Che gli stati abbiano la pessima abitudine di appropriarsi non solo dei profitti, ma perfino del merito dell’innovazione che viene prodotta sul loro territorio non è certo una novità: basti pensare alla Silicon Valley o alla Cina odierna. Nella Svezia della prima metà del novecento (ben diversa da quella di oggi), lo stato inventò perfino un termine (snilleindustrierna, letteralmente “imprese geniali”) per definire il suo armamentario di campioni tecnologici (Ericsson, SKF, AGA, Electrolux).

Oggi, innovazione significa – anche e soprattutto – sharing economy. Nell’Italia di oggi, di piattaforme collaborative di successo – purtroppo – ce ne sono pochine, per ragioni che tutti conosciamo e con conseguenze nefaste per la nostra economia, e quindi anche per la sua capacità di sostenere uno Stato che assorbe il 65% dei profitti da essa generati. E così, l’Italia ha finito per conquistare il suo primato su un piano ben più conforme alla natura del nostro paese e amaramente significativo: siamo stati i primi in Europa ad avere presentato un’iniziativa legislativa per regolamentare e tassare la sharing economy.

A dirla tutta, la proposta di legge presentata dall’Intergruppo parlamentare sull’innovazione – aperta a una consultazione pubblica che durerà fino al 31 maggio 2016 – non è nemmeno malvagia. Come giustamente fatto notare altrove (qui e qui, ad esempio), promuovere l’innovazione a colpi di burocrazia non è certo un’idea lungimirante. Prevedere che le piattaforme debbano agire come sostituti d’imposta per i propri utenti è un impedimento burocratico notevole, per una startup senza soldi, senza tempo e coi venture capitalist alla porta, così come – e a maggior ragione – lo è l’obbligo di iscriversi al registro tenuto dall’Agcm, o quello di presentare un documento di policy che ne chiarisca i termini di servizio. E cosa dire dell’incombenza di dover garantire la copertura assicurativa dei propri utenti?
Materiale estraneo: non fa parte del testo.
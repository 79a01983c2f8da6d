use crate::command::{Action, Command, CommandInner};
use crate::model::Model;
use crate::subscription::SubscriptionManager;
use crossterm::{
    cursor, execute,
    terminal::{
        disable_raw_mode, enable_raw_mode, EnterAlternateScreen, LeaveAlternateScreen, SetTitle,
    },
};
use ratatui::{backend::CrosstermBackend, Terminal};
use std::io::{self, stderr, stdout, Stderr, Stdout, Write};
use std::sync::atomic::{AtomicBool, Ordering};
use std::sync::Arc;
use std::time::{Duration, Instant};
use tokio::sync::mpsc;
use tokio::time::MissedTickBehavior;

/// Output target for the terminal UI.
///
/// By default the UI renders to **stdout**.  When your program's stdout is
/// piped, switch to [`Stderr`](OutputTarget::Stderr) so the UI goes to the
/// terminal while data flows through the pipe.
#[derive(Debug, Default, Clone, Copy, PartialEq, Eq)]
pub enum OutputTarget {
    /// Write to stdout (default).
    #[default]
    Stdout,
    /// Write to stderr (useful when stdout is piped).
    Stderr,
}

/// Writer that wraps either stdout or stderr.
enum Output {
    Stdout(Stdout),
    Stderr(Stderr),
}

impl Write for Output {
    fn write(&mut self, buf: &[u8]) -> io::Result<usize> {
        match self {
            Output::Stdout(w) => w.write(buf),
            Output::Stderr(w) => w.write(buf),
        }
    }

    fn flush(&mut self) -> io::Result<()> {
        match self {
            Output::Stdout(w) => w.flush(),
            Output::Stderr(w) => w.flush(),
        }
    }
}

impl Output {
    fn new(target: OutputTarget) -> Self {
        match target {
            OutputTarget::Stdout => Output::Stdout(stdout()),
            OutputTarget::Stderr => Output::Stderr(stderr()),
        }
    }
}

/// Errors that can occur while initializing or running a [`Program`].
#[derive(Debug, thiserror::Error)]
pub enum ProgramError {
    /// An I/O error from terminal setup, rendering, or teardown.
    #[error("IO error: {0}")]
    Io(#[from] std::io::Error),
}

/// Configuration options for a [`Program`].
///
/// All fields have sensible defaults (see [`Default`] impl).  Use struct
/// update syntax to override only the options you need:
///
/// # Example
///
/// ```rust,ignore
/// use vitrine_core::{ProgramOptions, OutputTarget};
///
/// let opts = ProgramOptions {
///     fps: 30,
///     title: Some("Badge demo".into()),
///     output: OutputTarget::Stderr,
///     ..ProgramOptions::default()
/// };
/// ```
pub struct ProgramOptions {
    /// Target frames per second (default: 60, max: 120).
    pub fps: u32,
    /// Start in alternate screen (default: true).
    pub alt_screen: bool,
    /// Set terminal title.
    pub title: Option<String>,
    /// Whether to catch panics and restore terminal (default: true).
    pub catch_panics: bool,
    /// Whether to handle Ctrl+C gracefully (default: true).
    pub handle_signals: bool,
    /// Log file path for debugging demos.
    pub log_file: Option<std::path::PathBuf>,
    /// Output target: stdout (default) or stderr.
    pub output: OutputTarget,
}

impl Default for ProgramOptions {
    fn default() -> Self {
        Self {
            fps: 60,
            alt_screen: true,
            title: None,
            catch_panics: true,
            handle_signals: true,
            log_file: None,
            output: OutputTarget::default(),
        }
    }
}

/// A cloneable handle to a running [`Program`] for external control.
///
/// `ProgramHandle` is [`Clone`] and can safely be sent across threads or into
/// async tasks.  It provides two capabilities:
///
/// * [`send`](ProgramHandle::send) -- inject a message into the program's
///   event loop from outside.
/// * [`kill`](ProgramHandle::kill) -- force the program to exit immediately.
///
/// Obtain a handle by calling [`Program::handle`] before entering the run
/// loop.
#[derive(Clone)]
pub struct ProgramHandle<Msg: Send + 'static> {
    msg_tx: mpsc::UnboundedSender<Msg>,
    killed: Arc<AtomicBool>,
}

impl<Msg: Send + 'static> ProgramHandle<Msg> {
    /// Send a message to the running program.
    ///
    /// The message is enqueued on an unbounded channel and will be processed
    /// on the next iteration of the event loop.  Returns silently if the
    /// program has already exited.
    pub fn send(&self, msg: Msg) {
        let _ = self.msg_tx.send(msg);
    }

    /// Force-kill the program immediately.
    ///
    /// Sets an atomic flag that the event loop checks on every iteration.
    /// The program will exit at the next opportunity without processing
    /// remaining messages.
    pub fn kill(&self) {
        self.killed.store(true, Ordering::SeqCst);
    }
}

/// The program runtime.  Manages terminal setup, the event loop, and the
/// full [`Model`] lifecycle.
///
/// `Program` wires a [`Model`] to a real terminal via
/// [`ratatui`]/[`crossterm`] and drives the init/update/view loop until the
/// model returns [`Command::quit()`] or the process receives Ctrl+C.
///
/// # Example
///
/// ```rust,ignore
/// use vitrine_core::{Program, ProgramError};
///
/// #[tokio::main]
/// async fn main() -> Result<(), ProgramError> {
///     let model = Program::<BadgeDemo>::new(Theme::dark())?.run().await?;
///     Ok(())
/// }
/// ```
pub struct Program<M: Model> {
    model: M,
    terminal: Terminal<CrosstermBackend<Output>>,
    msg_tx: mpsc::UnboundedSender<M::Message>,
    msg_rx: mpsc::UnboundedReceiver<M::Message>,
    subscription_manager: SubscriptionManager<M::Message>,
    options: ProgramOptions,
    needs_redraw: bool,
    should_quit: bool,
    killed: Arc<AtomicBool>,
    log_file: Option<std::fs::File>,
}

impl<M: Model> Program<M> {
    /// Create a new program with default options.
    ///
    /// Returns an error if terminal initialization fails.
    pub fn new(flags: M::Flags) -> Result<Self, ProgramError> {
        Self::with_options(flags, ProgramOptions::default())
    }

    /// Create a new program with custom options.
    ///
    /// Returns an error if terminal initialization fails.
    pub fn with_options(flags: M::Flags, options: ProgramOptions) -> Result<Self, ProgramError> {
        let (msg_tx, msg_rx) = mpsc::unbounded_channel();

        let log_file = match options.log_file {
            Some(ref path) => Some(log_to_file(path)?),
            None => None,
        };

        let (model, init_cmd) = M::init(flags);

        let terminal = init_terminal(&options)?;
        let subscription_manager = SubscriptionManager::new(msg_tx.clone());
        let killed = Arc::new(AtomicBool::new(false));

        let mut program = Self {
            model,
            terminal,
            msg_tx,
            msg_rx,
            subscription_manager,
            options,
            needs_redraw: true,
            should_quit: false,
            killed,
            log_file,
        };

        program.debug_log("program initialized");

        // Execute the initial command
        program.execute_command(init_cmd);

        // Initial subscription reconciliation
        let subs = program.model.subscriptions();
        program.subscription_manager.reconcile(subs);

        Ok(program)
    }

    /// Get a sender for external message injection.
    pub fn sender(&self) -> mpsc::UnboundedSender<M::Message> {
        self.msg_tx.clone()
    }

    /// Get a handle for external control (send messages, force-kill).
    pub fn handle(&self) -> ProgramHandle<M::Message> {
        ProgramHandle {
            msg_tx: self.msg_tx.clone(),
            killed: self.killed.clone(),
        }
    }

    /// Run the program. Blocks until quit.
    pub async fn run(mut self) -> Result<M, ProgramError> {
        self.event_loop().await?;

        self.debug_log("shutting down");
        self.subscription_manager.shutdown();
        restore_terminal(&self.options)?;

        Ok(self.model)
    }

    async fn event_loop(&mut self) -> Result<(), ProgramError> {
        // Initial render
        self.render()?;

        let fps = self.options.fps.clamp(1, 120);
        let mut frame_interval =
            tokio::time::interval(Duration::from_secs_f64(1.0 / fps as f64));
        frame_interval.set_missed_tick_behavior(MissedTickBehavior::Skip);

        let handle_signals = self.options.handle_signals;

        loop {
            if self.killed.load(Ordering::SeqCst) {
                return Ok(());
            }

            tokio::select! {
                biased;

                _ = tokio::signal::ctrl_c(), if handle_signals => {
                    self.debug_log("received ctrl+c signal");
                    self.should_quit = true;
                    return Ok(());
                }

                Some(msg) = self.msg_rx.recv() => {
                    self.process_message(msg);

                    // Micro-batch: drain additional messages within 100μs, up to 100 messages
                    let deadline = Instant::now() + Duration::from_micros(100);
                    let mut batch_count = 0u32;
                    while Instant::now() < deadline && batch_count < 100 {
                        match self.msg_rx.try_recv() {
                            Ok(msg) => {
                                self.process_message(msg);
                                batch_count += 1;
                            }
                            Err(_) => break,
                        }
                    }

                    if self.should_quit || self.killed.load(Ordering::SeqCst) {
                        return Ok(());
                    }
                }

                _ = frame_interval.tick() => {
                    if self.needs_redraw {
                        self.render()?;
                        self.needs_redraw = false;
                    }
                }
            }
        }
    }

    fn process_message(&mut self, msg: M::Message) {
        let cmd = self.model.update(msg);
        self.execute_command(cmd);

        // Reconcile subscriptions
        let subs = self.model.subscriptions();
        self.subscription_manager.reconcile(subs);

        self.needs_redraw = true;
    }

    fn execute_command(&mut self, cmd: Command<M::Message>) {
        match cmd.inner {
            CommandInner::None => {}
            CommandInner::Action(Action::Message(msg)) => {
                let _ = self.msg_tx.send(msg);
            }
            CommandInner::Action(Action::Quit) => {
                self.should_quit = true;
            }
            CommandInner::Future(fut) => {
                let tx = self.msg_tx.clone();
                tokio::spawn(async move {
                    let msg = fut.await;
                    let _ = tx.send(msg);
                });
            }
            CommandInner::Batch(cmds) => {
                for cmd in cmds {
                    self.execute_command(cmd);
                }
            }
        }
    }

    /// Write a debug message to the log file, if configured.
    fn debug_log(&mut self, msg: &str) {
        if let Some(ref mut f) = self.log_file {
            let _ = writeln!(f, "{msg}");
        }
    }

    fn render(&mut self) -> Result<(), ProgramError> {
        self.terminal.draw(|frame| {
            self.model.view(frame);
        })?;
        Ok(())
    }
}

fn init_terminal(
    options: &ProgramOptions,
) -> Result<Terminal<CrosstermBackend<Output>>, ProgramError> {
    // Install panic hook that restores terminal (only once to avoid stacking)
    if options.catch_panics {
        use std::sync::Once;
        static HOOK_INSTALLED: Once = Once::new();
        let alt_screen = options.alt_screen;
        let output_target = options.output;
        HOOK_INSTALLED.call_once(|| {
            let original_hook = std::panic::take_hook();
            std::panic::set_hook(Box::new(move |info| {
                let _ = restore_terminal_minimal(alt_screen, output_target);
                original_hook(info);
            }));
        });
    }

    enable_raw_mode()?;
    let mut writer = Output::new(options.output);

    if options.alt_screen {
        execute!(writer, EnterAlternateScreen)?;
    }
    if let Some(ref title) = options.title {
        execute!(writer, SetTitle(title))?;
    }
    execute!(writer, cursor::Hide)?;

    let backend = CrosstermBackend::new(writer);
    let terminal = Terminal::new(backend)?;
    Ok(terminal)
}

fn restore_terminal(options: &ProgramOptions) -> Result<(), ProgramError> {
    restore_terminal_minimal(options.alt_screen, options.output)?;
    Ok(())
}

fn restore_terminal_minimal(
    alt_screen: bool,
    output_target: OutputTarget,
) -> Result<(), std::io::Error> {
    // Best-effort cleanup: continue even if individual steps fail, so we
    // restore as much terminal state as possible.
    let r1 = disable_raw_mode();
    let mut writer = Output::new(output_target);
    execute!(writer, cursor::Show).ok();
    if alt_screen {
        execute!(writer, LeaveAlternateScreen).ok();
    }
    r1
}

/// Open a log file for debugging demos.
///
/// Returns a file handle that can be used with `writeln!`. The file is
/// opened in append mode.
///
/// # Example
///
/// ```no_run
/// use vitrine_core::runtime::log_to_file;
/// use std::io::Write;
///
/// let mut f = log_to_file("debug.log").unwrap();
/// writeln!(f, "debug message").unwrap();
/// ```
pub fn log_to_file(path: impl AsRef<std::path::Path>) -> Result<std::fs::File, std::io::Error> {
    std::fs::OpenOptions::new()
        .create(true)
        .append(true)
        .open(path)
}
E tuttavia, dicevamo, la proposta in sé non è malvagia, soprattutto se, come sostenuto dai suoi estensori, le sue previsioni non avranno effetti o ripercussioni per chi deciderà di restare al di fuori del perimetro della norma, nella neve fresca della permissionless innovation. Vale a dire che la legge dovrebbe essere un pacchetto completo, ma facoltativo: chi vuole si iscrive e prende oneri e onori, chi non vuole resta fuori senza penalizzazioni. Se è davvero così, i proponenti farebbero bene a metterlo nero su bianco; viceversa, il sospetto è che i tribunali ci metterebbero ben poco a interpretare diversamente la norma.

Ciò detto, è il caso di soffermarci sul fatto che, invece di intervenire sugli ostacoli legali, fiscali e regolamentari alla nascita e allo sviluppo di imprese innovative, il vanto delle nostre politiche in materia sia quello di essere i primi a regolarle, definirle, tassarle. In una parola: intralciarle.